Une note officielle de Tokio supprime toute équivoque à ce sujet. Le gouvernement japonais y déclare en substance qu’il ne retirera ses troupes de Sibérie que quand la situation des territoires voisins du Japon sera calme, quand les menaces contre la Mandchourie et la Corée auront cessé, quand la sécurité des Japonais en Sibérie sera certaine, quand les communications seront libres. La note ajoute que le Japon n’a aucune ambition politique en Russie ; il n’en reste pas moins qu’à l’heure présente c’est un immense territoire qui va se trouver sous son contrôle exclusif. C’est l’aboutissement d’un effort soutenu de savante diplomatie.

Dès le mois de juin 1918, il fut question de la défense de la Sibérie par le Japon. Pour des raisons surtout « américaines », ce projet de grand style n’eut pas de suites ; aussi bien, beaucoup de personnes en Europe escomptaient-elles l’arrivée des Japonais sur les champs de bataille d’Occident, sans penser que le Japon pouvait vouloir réserver ses forces pour un autre théâtre d’opérations et que son domaine naturel était l’Extrême-Orient. Bref, on peut regretter aujourd’hui pour bien des motifs de n’avoir pas chargé les troupes japonaises d’opérer en Sibérie dès 1918.

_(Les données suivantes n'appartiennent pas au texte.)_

pub mod confirm;
pub mod extractor;
pub mod prompts;
pub mod resolve;
pub mod resolver;
pub mod store;
pub mod workflow;

mod error;

use std::{future::Future, pin::Pin, sync::Arc};

use serde_json::Value;

pub use confirm::{
	ConfirmMemoryRequest, ConfirmMemoryResponse, ConfirmPersonRequest, ConfirmPersonResponse,
	ConfirmTagRequest, ConfirmTagResponse,
};
pub use error::{Error, Result};
pub use kith_domain::ExtractionResponse;
pub use resolve::ResolveRequest;
pub use resolver::{EmbeddingResolver, NameResolver, TieredResolver, find_by_name};
pub use store::{InMemoryStore, NewPerson, PersonPatch, RecordStore};
pub use workflow::{Annotation, WorkflowEvent, WorkflowRequest, WorkflowResult};

use kith_config::{Config, EmbeddingProviderConfig, GenerationProviderConfig};
use kith_providers::{SchemaDescriptor, embedding, generate};

pub type BoxFuture<'a, T> = Pin<Box<dyn Future<Output = T> + Send + 'a>>;

pub trait GenerationProvider
where
	Self: Send + Sync,
{
	fn generate_structured<'a>(
		&'a self,
		cfg: &'a GenerationProviderConfig,
		prompt: &'a str,
		schema: &'a SchemaDescriptor,
	) -> BoxFuture<'a, kith_providers::Result<Value>>;
}

pub trait EmbeddingProvider
where
	Self: Send + Sync,
{
	fn embed<'a>(
		&'a self,
		cfg: &'a EmbeddingProviderConfig,
		texts: &'a [String],
	) -> BoxFuture<'a, kith_providers::Result<Vec<Vec<f32>>>>;
}

#[derive(Clone)]
pub struct Providers {
	pub generation: Arc<dyn GenerationProvider>,
	pub embedding: Arc<dyn EmbeddingProvider>,
}

/// Turns one narrative sentence into validated, disambiguated mutation
/// intents against a user's records. Holds no per-request state; each
/// resolution is an independent unit of work.
pub struct NarrativeEngine {
	pub cfg: Config,
	pub store: Arc<dyn RecordStore>,
	pub providers: Providers,
	resolver: Arc<dyn NameResolver>,
}

struct DefaultProviders;

impl GenerationProvider for DefaultProviders {
	fn generate_structured<'a>(
		&'a self,
		cfg: &'a GenerationProviderConfig,
		prompt: &'a str,
		schema: &'a SchemaDescriptor,
	) -> BoxFuture<'a, kith_providers::Result<Value>> {
		Box::pin(generate::generate_structured(cfg, prompt, schema))
	}
}

impl EmbeddingProvider for DefaultProviders {
	fn embed<'a>(
		&'a self,
		cfg: &'a EmbeddingProviderConfig,
		texts: &'a [String],
	) -> BoxFuture<'a, kith_providers::Result<Vec<Vec<f32>>>> {
		Box::pin(embedding::embed(cfg, texts))
	}
}

impl Providers {
	pub fn new(generation: Arc<dyn GenerationProvider>, embedding: Arc<dyn EmbeddingProvider>) -> Self {
		Self { generation, embedding }
	}
}

impl Default for Providers {
	fn default() -> Self {
		let provider = Arc::new(DefaultProviders);

		Self { generation: provider.clone(), embedding: provider }
	}
}

impl NarrativeEngine {
	pub fn new(cfg: Config, store: Arc<dyn RecordStore>) -> Self {
		Self::with_providers(cfg, store, Providers::default())
	}

	pub fn with_providers(cfg: Config, store: Arc<dyn RecordStore>, providers: Providers) -> Self {
		let resolver = build_resolver(&cfg, &providers);

		Self { cfg, store, providers, resolver }
	}

	pub fn resolver(&self) -> &dyn NameResolver {
		self.resolver.as_ref()
	}

	/// The embedding-similarity duplicate detector, when enabled.
	pub(crate) fn duplicate_detector(&self) -> Option<EmbeddingResolver> {
		if !self.cfg.resolver.detect_duplicates {
			return None;
		}

		Some(EmbeddingResolver::new(
			self.cfg.providers.embedding.clone(),
			self.providers.embedding.clone(),
			self.cfg.resolver.duplicate_threshold,
		))
	}
}

fn build_resolver(cfg: &Config, providers: &Providers) -> Arc<dyn NameResolver> {
	match cfg.resolver.strategy.as_str() {
		"embedding" => Arc::new(EmbeddingResolver::new(
			cfg.providers.embedding.clone(),
			providers.embedding.clone(),
			cfg.resolver.duplicate_threshold,
		)),
		_ => Arc::new(TieredResolver),
	}
}
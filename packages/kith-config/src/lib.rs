mod error;
mod types;

pub use error::{Error, Result};
pub use types::{
	Config, EmbeddingProviderConfig, GenerationProviderConfig, Narrative, Providers, Resolver,
	Service,
};

use std::{fs, path::Path};

pub fn load(path: &Path) -> Result<Config> {
	let raw = fs::read_to_string(path)
		.map_err(|err| Error::ReadConfig { path: path.to_path_buf(), source: err })?;

	parse(&raw)
}

pub fn parse(raw: &str) -> Result<Config> {
	let mut cfg: Config = toml::from_str(raw).map_err(|err| Error::ParseConfig { source: err })?;

	normalize(&mut cfg);

	validate(&cfg)?;

	Ok(cfg)
}

pub fn validate(cfg: &Config) -> Result<()> {
	if cfg.service.http_bind.trim().is_empty() {
		return Err(Error::Validation {
			message: "service.http_bind must be non-empty.".to_string(),
		});
	}
	if cfg.narrative.max_chars == 0 {
		return Err(Error::Validation {
			message: "narrative.max_chars must be greater than zero.".to_string(),
		});
	}
	if !(0.0..=1.0).contains(&cfg.narrative.confidence_threshold) {
		return Err(Error::Validation {
			message: "narrative.confidence_threshold must be in the range 0.0-1.0.".to_string(),
		});
	}
	if cfg.narrative.annotation_send_timeout_ms == 0 {
		return Err(Error::Validation {
			message: "narrative.annotation_send_timeout_ms must be greater than zero.".to_string(),
		});
	}
	if !matches!(cfg.resolver.strategy.as_str(), "tiered" | "embedding") {
		return Err(Error::Validation {
			message: "resolver.strategy must be one of tiered or embedding.".to_string(),
		});
	}
	if !(0.0..=1.0).contains(&cfg.resolver.duplicate_threshold) {
		return Err(Error::Validation {
			message: "resolver.duplicate_threshold must be in the range 0.0-1.0.".to_string(),
		});
	}
	if cfg.providers.generation.max_retries == 0 {
		return Err(Error::Validation {
			message: "providers.generation.max_retries must be greater than zero.".to_string(),
		});
	}
	if !(0.0..=2.0).contains(&cfg.providers.generation.temperature) {
		return Err(Error::Validation {
			message: "providers.generation.temperature must be in the range 0.0-2.0.".to_string(),
		});
	}
	if cfg.providers.embedding.dimensions == 0 {
		return Err(Error::Validation {
			message: "providers.embedding.dimensions must be greater than zero.".to_string(),
		});
	}

	for (label, key) in [
		("generation", &cfg.providers.generation.api_key),
		("embedding", &cfg.providers.embedding.api_key),
	] {
		if key.trim().is_empty() {
			return Err(Error::Validation {
				message: format!("Provider {label} api_key must be non-empty."),
			});
		}
	}

	Ok(())
}

fn normalize(cfg: &mut Config) {
	cfg.resolver.strategy = cfg.resolver.strategy.trim().to_ascii_lowercase();

	if cfg.service.log_level.trim().is_empty() {
		cfg.service.log_level = "info".to_string();
	}
}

Quoi qu’il en soit, après avoir employé en grande partie le temps de guerre, à s’imposer à la Chine, les Japonais restent seuls en Sibérie, acquérant ainsi une suprématie que ni leurs armes, ni leur habileté n’avaient pu jusqu’ici leur conquérir. Sibérie Orientale, Mongolie, qui complète géographiquement la première Mandchourie, Chantoung : 80 millions d’âmes sous le contrôle du gouvernement mikadonal et 2 millions de kilomètres carrés qui ne sont pas tous désertiques, tant s’en faut ! Rien que la zone méridionale de la Sibérie, dont le climat est supportable, compte 7 754 000 hectares de terres cultivées.

Les Américains doivent sentir que cette expansion des Japonais sur le continent asiatique enrichit le problème du Pacifique d’une donnée nouvelle. — A. D.

(Le Temps, 9 avril 1920.)

La Russie s’est débarrassée de Koltchak. Elle s’est débarrassée de Denikine. Elle a chassé presque tous les contingents français, anglais, américains qui s’étaient installés sur différents points de son territoire.

Mais le Japon demeure. Les soldats japonais, au nombre de cent mille environ, continuent de terroriser la Sibérie et d’écraser toutes les forces démocratiques du pays.

Les nouvelles assez confuses qui arrivent de Vladivostok annoncent que de très graves événements viennent de se passer dans toute la Sibérie orientale.

La délégation japonaise à Paris veut nous faire croire que les soldats du mikado ont été attaqués par des révolutionnaires russes, et qu’ils ont dû intervenir pour rétablir l’ordre.

En réalité, le Japon achève en ce moment l’œuvre commencée depuis des mois : l’occupation militaire de l’immense territoire sibérien pour assurer son contrôle définitif sur la Mandchourie, la Mongolie et le Chantoung.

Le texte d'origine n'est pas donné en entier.